» RECORDS PROVIDED
[Start of section]

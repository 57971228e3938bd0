use tiny_tensor::dtype::DType;
use tiny_tensor::numeric_scalar::NumericScalar;
use tiny_tensor::numeric_tensor::NumericTensor;

pub mod arith;
pub mod construction;
pub mod conversion;
pub mod indexing;

/// `value` expressed in `dtype`.
fn scalar_of(value: i32, dtype: DType) -> NumericScalar {
    NumericScalar::I32(value).cast(dtype).unwrap()
}

fn zero_of(dtype: DType) -> NumericScalar {
    NumericScalar::zero_of(dtype).unwrap()
}

/// Tensor of `dtype` holding the given integer rows.
fn tensor_of(rows: &[&[i32]], dtype: DType) -> NumericTensor {
    NumericTensor::from_rows::<i32, &[i32]>(rows).unwrap().cast(dtype).unwrap()
}

fn rows_of(rows: &[&[i32]], dtype: DType) -> Vec<Vec<NumericScalar>> {
    rows.iter()
        .map(|row| row.iter().map(|x| scalar_of(*x, dtype)).collect())
        .collect()
}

[End of section]

Copy out exactly the lines running from the line with "pub mod conversion;" to the end of the records, inclusive.

pub mod conversion;
pub mod indexing;

/// `value` expressed in `dtype`.
fn scalar_of(value: i32, dtype: DType) -> NumericScalar {
    NumericScalar::I32(value).cast(dtype).unwrap()
}

fn zero_of(dtype: DType) -> NumericScalar {
    NumericScalar::zero_of(dtype).unwrap()
}

/// Tensor of `dtype` holding the given integer rows.
fn tensor_of(rows: &[&[i32]], dtype: DType) -> NumericTensor {
    NumericTensor::from_rows::<i32, &[i32]>(rows).unwrap().cast(dtype).unwrap()
}

fn rows_of(rows: &[&[i32]], dtype: DType) -> Vec<Vec<NumericScalar>> {
    rows.iter()
        .map(|row| row.iter().map(|x| scalar_of(*x, dtype)).collect())
        .collect()
}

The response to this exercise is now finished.